WHAT YOU HAVE TO DO:
Read the data below. Every line holding the string "TelemetryConfig" must be copied.

SUPPLIED DATA:
+ + +
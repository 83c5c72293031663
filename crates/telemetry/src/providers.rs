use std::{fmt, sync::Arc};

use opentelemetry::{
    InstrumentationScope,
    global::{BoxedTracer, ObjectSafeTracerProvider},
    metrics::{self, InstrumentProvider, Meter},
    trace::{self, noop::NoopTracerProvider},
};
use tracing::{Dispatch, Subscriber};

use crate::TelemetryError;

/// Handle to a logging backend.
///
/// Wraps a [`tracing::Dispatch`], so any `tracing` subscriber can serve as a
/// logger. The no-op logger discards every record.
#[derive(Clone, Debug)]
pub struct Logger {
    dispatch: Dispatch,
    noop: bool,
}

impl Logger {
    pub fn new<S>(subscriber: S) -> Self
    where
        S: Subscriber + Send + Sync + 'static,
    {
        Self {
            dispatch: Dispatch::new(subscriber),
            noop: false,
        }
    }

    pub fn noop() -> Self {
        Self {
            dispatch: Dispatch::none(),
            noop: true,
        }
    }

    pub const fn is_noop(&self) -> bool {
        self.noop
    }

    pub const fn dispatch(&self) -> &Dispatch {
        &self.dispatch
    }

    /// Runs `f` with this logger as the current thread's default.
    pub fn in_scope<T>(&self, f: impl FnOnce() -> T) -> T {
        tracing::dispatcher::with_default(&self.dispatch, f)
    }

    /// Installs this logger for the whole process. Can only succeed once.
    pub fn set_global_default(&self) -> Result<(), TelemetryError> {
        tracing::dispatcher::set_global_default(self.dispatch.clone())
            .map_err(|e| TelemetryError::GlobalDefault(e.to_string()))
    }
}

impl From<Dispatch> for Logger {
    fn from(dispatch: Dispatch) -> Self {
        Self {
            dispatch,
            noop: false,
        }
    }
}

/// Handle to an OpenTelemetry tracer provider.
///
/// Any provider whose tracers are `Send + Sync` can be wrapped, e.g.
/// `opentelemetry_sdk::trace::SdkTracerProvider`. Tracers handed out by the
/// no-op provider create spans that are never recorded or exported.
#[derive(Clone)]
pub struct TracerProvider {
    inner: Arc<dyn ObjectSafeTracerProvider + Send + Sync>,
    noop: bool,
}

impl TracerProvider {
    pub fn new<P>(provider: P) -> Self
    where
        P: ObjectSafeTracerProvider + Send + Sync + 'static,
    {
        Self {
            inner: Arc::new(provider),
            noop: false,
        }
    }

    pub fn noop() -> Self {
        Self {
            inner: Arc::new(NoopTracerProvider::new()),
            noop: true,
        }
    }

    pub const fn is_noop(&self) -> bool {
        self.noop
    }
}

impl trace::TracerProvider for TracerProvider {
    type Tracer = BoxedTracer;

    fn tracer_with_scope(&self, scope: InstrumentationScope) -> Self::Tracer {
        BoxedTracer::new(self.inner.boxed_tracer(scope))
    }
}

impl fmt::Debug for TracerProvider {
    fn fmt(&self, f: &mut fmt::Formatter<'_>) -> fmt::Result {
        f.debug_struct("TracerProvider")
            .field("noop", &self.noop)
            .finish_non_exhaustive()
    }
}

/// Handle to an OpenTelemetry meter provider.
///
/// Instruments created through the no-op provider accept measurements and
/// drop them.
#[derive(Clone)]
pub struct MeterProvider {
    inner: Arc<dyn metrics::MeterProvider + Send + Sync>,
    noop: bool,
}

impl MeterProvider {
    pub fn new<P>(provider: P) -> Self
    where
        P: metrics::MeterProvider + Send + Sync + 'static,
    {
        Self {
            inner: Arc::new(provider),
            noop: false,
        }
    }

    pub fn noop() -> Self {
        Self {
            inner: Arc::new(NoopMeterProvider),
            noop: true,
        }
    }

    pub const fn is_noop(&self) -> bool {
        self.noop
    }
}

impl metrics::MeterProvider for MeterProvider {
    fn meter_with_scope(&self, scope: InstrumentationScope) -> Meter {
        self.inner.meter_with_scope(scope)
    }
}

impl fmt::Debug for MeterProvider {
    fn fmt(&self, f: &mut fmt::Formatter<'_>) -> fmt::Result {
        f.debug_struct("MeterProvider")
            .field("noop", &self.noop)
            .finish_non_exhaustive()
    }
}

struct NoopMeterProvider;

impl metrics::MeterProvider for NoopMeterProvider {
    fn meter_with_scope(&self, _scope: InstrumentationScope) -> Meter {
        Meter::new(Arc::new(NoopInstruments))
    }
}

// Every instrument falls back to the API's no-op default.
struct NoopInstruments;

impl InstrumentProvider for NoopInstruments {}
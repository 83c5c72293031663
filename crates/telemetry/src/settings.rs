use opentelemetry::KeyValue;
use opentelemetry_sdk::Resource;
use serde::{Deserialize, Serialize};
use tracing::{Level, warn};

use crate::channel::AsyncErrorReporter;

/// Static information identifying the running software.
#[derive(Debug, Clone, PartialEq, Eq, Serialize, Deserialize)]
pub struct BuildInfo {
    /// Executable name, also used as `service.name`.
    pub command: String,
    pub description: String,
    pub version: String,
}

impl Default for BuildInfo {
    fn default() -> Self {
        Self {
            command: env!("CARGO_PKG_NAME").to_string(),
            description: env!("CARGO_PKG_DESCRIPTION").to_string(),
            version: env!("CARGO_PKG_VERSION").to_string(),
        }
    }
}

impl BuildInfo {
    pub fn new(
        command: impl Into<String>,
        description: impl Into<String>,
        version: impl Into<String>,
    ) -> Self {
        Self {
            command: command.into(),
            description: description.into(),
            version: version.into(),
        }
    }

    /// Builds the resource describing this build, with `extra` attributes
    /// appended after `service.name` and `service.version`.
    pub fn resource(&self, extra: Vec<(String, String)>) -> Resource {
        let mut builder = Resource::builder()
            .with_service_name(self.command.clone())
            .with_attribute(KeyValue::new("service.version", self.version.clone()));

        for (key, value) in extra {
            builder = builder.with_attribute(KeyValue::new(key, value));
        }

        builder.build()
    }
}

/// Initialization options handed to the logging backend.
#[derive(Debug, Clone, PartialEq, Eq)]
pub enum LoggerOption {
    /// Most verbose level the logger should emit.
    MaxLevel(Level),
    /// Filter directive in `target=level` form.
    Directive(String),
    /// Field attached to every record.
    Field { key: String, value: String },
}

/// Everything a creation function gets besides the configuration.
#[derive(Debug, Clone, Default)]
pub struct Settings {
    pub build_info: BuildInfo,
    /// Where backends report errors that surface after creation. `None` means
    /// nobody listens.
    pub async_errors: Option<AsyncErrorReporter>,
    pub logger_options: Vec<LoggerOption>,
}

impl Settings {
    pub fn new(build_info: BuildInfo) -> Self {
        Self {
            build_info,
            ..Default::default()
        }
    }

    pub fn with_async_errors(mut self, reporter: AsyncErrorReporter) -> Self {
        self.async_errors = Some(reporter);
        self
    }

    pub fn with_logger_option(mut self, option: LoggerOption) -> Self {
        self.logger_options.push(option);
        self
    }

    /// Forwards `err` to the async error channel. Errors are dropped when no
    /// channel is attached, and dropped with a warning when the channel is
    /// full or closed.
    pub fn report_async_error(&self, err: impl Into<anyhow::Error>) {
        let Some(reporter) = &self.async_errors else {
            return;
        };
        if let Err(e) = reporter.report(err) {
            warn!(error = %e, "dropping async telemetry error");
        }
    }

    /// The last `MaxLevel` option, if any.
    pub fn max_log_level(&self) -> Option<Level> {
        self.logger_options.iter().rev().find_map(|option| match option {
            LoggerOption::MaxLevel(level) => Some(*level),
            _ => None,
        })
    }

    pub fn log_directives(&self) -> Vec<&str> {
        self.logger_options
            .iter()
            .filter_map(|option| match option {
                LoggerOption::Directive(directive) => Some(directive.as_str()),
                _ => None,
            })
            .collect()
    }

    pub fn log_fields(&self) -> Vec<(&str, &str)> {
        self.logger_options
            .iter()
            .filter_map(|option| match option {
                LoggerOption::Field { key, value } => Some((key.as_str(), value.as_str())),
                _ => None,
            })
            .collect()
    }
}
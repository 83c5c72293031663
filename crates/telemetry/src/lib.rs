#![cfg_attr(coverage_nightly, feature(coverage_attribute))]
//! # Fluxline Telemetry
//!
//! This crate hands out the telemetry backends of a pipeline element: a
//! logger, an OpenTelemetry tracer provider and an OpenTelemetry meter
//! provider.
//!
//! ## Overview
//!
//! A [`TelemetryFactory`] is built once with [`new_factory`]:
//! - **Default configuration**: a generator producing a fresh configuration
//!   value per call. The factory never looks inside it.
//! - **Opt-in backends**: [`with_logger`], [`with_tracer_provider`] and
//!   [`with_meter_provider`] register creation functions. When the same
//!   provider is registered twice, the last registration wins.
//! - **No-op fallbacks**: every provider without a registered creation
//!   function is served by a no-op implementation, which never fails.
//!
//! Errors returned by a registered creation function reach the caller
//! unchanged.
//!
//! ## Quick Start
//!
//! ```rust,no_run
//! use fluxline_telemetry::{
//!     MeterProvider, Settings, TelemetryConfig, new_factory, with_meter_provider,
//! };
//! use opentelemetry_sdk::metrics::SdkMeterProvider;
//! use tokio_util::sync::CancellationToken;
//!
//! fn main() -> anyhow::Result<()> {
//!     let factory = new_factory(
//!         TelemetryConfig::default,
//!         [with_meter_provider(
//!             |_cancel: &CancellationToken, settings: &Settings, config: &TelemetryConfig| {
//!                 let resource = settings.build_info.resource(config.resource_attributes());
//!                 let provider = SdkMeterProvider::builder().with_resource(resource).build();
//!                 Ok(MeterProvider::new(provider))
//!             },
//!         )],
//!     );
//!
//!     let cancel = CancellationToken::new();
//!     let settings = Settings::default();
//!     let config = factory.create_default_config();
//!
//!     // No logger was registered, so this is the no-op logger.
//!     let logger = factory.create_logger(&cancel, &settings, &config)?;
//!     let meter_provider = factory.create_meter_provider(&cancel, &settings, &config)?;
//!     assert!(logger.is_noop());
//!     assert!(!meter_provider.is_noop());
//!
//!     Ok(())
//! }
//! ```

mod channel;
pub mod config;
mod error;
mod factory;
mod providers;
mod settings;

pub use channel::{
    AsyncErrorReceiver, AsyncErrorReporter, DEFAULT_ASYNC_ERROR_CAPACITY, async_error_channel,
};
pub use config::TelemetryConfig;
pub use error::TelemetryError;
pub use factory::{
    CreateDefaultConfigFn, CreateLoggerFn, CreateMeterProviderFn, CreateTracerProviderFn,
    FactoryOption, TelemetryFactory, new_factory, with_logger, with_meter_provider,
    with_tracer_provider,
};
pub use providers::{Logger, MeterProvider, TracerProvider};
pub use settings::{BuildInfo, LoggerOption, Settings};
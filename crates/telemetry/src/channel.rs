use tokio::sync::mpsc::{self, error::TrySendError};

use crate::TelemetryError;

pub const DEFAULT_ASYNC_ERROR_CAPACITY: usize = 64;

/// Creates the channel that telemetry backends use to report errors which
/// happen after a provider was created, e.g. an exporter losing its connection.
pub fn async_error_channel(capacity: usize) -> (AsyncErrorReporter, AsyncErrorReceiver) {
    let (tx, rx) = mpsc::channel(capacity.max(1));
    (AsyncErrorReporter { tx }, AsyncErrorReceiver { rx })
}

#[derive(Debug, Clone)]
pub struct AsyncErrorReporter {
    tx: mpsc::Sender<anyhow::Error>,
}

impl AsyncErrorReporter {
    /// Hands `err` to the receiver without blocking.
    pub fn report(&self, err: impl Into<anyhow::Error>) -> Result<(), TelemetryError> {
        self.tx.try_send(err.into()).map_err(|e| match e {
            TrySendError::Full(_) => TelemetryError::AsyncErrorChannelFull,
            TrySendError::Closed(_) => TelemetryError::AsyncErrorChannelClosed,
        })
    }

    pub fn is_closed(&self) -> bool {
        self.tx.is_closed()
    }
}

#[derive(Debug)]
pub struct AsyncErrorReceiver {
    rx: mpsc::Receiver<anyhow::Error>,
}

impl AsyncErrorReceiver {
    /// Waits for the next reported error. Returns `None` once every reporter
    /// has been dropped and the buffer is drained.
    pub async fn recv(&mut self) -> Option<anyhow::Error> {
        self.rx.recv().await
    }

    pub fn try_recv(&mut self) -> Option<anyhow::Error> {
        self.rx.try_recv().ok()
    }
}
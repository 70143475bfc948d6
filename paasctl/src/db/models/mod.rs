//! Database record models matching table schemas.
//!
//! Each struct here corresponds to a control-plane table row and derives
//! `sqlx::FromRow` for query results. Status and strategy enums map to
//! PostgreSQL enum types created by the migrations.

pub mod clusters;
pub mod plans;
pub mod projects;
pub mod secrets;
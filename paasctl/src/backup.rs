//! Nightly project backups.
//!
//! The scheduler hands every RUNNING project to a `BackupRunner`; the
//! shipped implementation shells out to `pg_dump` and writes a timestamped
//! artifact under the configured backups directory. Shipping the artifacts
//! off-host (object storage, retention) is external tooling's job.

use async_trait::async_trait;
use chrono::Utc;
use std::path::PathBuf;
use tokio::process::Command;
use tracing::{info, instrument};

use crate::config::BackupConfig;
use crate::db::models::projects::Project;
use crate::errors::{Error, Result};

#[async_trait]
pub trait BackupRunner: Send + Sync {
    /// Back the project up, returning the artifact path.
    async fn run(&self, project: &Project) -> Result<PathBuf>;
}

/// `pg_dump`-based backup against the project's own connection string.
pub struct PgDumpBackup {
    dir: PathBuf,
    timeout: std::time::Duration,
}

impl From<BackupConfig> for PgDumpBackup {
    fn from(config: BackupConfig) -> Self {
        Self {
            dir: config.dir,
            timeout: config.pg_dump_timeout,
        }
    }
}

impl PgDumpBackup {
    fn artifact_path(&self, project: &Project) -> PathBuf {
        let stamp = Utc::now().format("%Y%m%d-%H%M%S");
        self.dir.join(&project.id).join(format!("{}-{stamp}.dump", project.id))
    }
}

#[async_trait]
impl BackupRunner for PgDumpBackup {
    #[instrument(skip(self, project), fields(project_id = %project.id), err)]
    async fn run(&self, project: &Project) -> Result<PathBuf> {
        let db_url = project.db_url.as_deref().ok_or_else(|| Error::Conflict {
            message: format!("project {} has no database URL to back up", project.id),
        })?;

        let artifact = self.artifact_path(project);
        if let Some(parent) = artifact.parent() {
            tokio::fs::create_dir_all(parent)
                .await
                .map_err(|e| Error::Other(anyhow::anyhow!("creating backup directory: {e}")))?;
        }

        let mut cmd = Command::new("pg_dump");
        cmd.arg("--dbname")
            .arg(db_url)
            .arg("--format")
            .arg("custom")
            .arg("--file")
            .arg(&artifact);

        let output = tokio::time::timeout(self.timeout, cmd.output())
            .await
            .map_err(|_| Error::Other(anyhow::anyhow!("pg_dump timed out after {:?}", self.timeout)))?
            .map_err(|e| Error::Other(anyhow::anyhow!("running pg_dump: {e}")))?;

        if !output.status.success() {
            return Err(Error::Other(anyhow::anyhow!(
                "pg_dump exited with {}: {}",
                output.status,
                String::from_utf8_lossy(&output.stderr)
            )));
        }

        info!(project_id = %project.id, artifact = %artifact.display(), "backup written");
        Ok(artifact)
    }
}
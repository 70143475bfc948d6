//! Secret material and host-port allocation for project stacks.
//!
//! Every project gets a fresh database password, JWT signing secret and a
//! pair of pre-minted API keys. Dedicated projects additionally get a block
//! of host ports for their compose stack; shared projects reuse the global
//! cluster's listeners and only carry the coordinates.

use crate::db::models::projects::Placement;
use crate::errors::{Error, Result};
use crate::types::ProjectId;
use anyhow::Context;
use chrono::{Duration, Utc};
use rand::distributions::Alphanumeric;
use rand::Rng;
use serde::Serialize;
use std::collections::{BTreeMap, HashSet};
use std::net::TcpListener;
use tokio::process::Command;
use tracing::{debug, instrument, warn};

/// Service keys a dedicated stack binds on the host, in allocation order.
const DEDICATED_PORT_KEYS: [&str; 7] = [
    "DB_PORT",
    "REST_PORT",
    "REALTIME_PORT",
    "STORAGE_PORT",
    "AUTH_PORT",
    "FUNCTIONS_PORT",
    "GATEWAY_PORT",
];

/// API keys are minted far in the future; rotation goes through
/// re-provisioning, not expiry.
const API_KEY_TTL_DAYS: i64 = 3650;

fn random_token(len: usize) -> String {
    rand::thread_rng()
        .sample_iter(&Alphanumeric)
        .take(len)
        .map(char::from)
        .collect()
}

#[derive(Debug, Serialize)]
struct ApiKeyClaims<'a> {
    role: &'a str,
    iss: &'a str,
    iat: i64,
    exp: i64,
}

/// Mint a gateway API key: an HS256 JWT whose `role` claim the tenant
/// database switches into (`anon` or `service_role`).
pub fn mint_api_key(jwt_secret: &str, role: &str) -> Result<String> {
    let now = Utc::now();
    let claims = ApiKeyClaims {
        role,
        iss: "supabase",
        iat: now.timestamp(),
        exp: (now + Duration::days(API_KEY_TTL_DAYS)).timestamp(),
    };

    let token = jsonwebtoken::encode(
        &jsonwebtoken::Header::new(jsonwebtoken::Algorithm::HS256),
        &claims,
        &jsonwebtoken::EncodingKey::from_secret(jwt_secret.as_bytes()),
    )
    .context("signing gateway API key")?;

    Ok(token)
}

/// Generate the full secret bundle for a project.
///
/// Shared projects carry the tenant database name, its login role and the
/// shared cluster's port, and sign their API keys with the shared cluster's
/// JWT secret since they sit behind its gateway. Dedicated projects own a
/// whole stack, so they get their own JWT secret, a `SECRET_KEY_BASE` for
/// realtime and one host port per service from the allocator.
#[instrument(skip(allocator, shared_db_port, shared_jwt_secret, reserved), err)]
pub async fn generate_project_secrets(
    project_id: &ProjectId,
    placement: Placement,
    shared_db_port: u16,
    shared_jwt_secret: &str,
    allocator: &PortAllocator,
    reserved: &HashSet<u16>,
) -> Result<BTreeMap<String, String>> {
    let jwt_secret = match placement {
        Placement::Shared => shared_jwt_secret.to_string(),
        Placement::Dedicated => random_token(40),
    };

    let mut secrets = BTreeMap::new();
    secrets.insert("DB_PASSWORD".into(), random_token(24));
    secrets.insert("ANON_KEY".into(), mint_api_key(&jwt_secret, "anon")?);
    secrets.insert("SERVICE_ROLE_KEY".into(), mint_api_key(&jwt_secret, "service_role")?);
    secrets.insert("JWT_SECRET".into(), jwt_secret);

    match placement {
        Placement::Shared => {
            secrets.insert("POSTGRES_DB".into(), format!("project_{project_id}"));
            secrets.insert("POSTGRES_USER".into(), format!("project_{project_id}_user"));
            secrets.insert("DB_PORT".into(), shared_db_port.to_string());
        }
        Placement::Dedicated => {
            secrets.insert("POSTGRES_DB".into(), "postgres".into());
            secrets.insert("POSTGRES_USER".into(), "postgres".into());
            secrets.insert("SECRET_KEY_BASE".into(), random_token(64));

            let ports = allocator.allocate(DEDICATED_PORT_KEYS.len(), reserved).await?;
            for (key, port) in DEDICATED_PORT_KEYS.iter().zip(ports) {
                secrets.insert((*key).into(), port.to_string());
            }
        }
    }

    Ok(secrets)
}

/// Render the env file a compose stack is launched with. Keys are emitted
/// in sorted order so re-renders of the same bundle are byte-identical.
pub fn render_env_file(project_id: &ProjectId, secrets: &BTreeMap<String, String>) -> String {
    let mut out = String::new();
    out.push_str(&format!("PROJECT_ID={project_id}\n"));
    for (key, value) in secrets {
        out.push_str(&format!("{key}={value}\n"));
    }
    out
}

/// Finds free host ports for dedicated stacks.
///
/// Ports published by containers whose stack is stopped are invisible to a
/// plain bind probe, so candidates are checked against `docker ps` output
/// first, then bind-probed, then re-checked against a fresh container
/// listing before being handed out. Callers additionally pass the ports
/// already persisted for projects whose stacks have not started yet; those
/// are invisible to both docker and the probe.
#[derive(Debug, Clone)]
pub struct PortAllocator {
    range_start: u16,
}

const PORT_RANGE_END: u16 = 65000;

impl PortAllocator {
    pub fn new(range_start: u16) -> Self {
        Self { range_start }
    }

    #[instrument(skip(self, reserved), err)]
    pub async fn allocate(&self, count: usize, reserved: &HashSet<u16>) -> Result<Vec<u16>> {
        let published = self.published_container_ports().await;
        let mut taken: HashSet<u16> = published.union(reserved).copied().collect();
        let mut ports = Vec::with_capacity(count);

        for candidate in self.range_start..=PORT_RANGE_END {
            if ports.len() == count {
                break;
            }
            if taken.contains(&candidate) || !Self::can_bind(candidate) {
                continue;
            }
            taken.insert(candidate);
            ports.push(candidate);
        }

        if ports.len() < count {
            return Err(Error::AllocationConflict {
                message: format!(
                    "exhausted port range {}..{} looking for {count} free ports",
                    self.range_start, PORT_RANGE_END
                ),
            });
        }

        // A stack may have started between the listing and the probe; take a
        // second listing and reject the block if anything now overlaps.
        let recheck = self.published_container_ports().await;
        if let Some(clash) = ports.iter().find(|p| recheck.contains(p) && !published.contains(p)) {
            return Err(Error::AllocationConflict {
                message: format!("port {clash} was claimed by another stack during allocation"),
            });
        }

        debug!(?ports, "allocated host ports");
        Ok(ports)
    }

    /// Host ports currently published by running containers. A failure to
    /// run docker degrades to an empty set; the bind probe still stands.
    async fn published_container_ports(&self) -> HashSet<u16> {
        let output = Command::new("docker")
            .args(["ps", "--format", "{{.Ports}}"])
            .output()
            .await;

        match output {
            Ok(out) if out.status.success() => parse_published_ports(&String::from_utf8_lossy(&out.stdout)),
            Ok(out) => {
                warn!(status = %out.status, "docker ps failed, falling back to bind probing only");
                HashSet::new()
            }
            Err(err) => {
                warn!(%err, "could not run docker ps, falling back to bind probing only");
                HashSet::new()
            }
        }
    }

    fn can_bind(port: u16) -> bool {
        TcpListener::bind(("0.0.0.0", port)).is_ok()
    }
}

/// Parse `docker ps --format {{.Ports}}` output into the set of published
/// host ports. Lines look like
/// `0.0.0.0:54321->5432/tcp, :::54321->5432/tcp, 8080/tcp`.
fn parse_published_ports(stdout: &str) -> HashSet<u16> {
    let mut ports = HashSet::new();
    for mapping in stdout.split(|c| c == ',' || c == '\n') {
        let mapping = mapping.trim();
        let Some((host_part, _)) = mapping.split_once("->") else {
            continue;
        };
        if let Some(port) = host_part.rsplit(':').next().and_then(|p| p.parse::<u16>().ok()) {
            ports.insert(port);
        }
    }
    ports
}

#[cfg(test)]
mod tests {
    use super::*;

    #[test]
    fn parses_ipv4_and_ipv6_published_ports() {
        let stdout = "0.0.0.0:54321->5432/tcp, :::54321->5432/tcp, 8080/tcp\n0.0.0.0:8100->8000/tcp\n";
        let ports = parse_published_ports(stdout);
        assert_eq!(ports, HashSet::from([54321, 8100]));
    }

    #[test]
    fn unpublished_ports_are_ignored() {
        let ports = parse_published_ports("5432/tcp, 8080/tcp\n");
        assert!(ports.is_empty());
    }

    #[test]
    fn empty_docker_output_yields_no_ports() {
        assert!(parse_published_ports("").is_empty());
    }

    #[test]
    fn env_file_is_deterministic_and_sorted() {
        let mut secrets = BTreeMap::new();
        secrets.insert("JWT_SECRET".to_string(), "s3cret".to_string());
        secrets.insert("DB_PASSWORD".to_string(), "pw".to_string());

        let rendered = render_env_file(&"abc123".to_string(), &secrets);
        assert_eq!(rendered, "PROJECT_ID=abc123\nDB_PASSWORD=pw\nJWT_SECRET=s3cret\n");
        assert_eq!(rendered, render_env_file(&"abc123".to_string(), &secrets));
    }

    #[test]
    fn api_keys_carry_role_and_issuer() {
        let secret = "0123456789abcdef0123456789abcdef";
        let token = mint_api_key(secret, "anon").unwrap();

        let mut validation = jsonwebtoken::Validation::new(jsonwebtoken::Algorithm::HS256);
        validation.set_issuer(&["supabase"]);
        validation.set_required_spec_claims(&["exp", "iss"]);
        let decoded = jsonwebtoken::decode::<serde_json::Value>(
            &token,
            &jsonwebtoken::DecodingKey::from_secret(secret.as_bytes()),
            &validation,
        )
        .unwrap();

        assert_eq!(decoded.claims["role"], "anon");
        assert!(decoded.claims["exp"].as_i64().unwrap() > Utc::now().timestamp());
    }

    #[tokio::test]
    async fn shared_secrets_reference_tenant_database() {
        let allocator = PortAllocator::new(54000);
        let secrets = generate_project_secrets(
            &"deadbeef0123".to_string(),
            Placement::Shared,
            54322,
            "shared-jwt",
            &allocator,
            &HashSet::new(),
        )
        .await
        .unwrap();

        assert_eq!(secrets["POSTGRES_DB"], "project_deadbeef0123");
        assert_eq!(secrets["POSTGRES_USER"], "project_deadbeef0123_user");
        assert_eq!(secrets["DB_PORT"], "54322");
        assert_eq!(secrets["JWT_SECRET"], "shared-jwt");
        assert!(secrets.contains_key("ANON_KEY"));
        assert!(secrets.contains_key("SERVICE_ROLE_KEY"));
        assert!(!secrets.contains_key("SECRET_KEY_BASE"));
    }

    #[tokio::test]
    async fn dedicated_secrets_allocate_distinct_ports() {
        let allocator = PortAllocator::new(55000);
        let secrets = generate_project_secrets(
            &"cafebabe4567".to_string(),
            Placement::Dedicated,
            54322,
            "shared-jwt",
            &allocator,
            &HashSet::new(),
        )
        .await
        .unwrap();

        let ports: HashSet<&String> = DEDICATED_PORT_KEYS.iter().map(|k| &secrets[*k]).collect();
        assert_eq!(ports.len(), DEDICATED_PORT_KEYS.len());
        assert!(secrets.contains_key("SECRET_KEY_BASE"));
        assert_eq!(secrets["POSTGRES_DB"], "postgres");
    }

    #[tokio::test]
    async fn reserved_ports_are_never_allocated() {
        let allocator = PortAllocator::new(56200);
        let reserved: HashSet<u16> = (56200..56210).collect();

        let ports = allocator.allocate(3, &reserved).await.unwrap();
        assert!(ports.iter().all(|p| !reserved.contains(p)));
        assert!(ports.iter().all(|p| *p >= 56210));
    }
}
+ + +
RESULT:
//!     MeterProvider, Settings, TelemetryConfig, new_factory, with_meter_provider,
//!         TelemetryConfig::default,
//!             |_cancel: &CancellationToken, settings: &Settings, config: &TelemetryConfig| {
pub use config::TelemetryConfig;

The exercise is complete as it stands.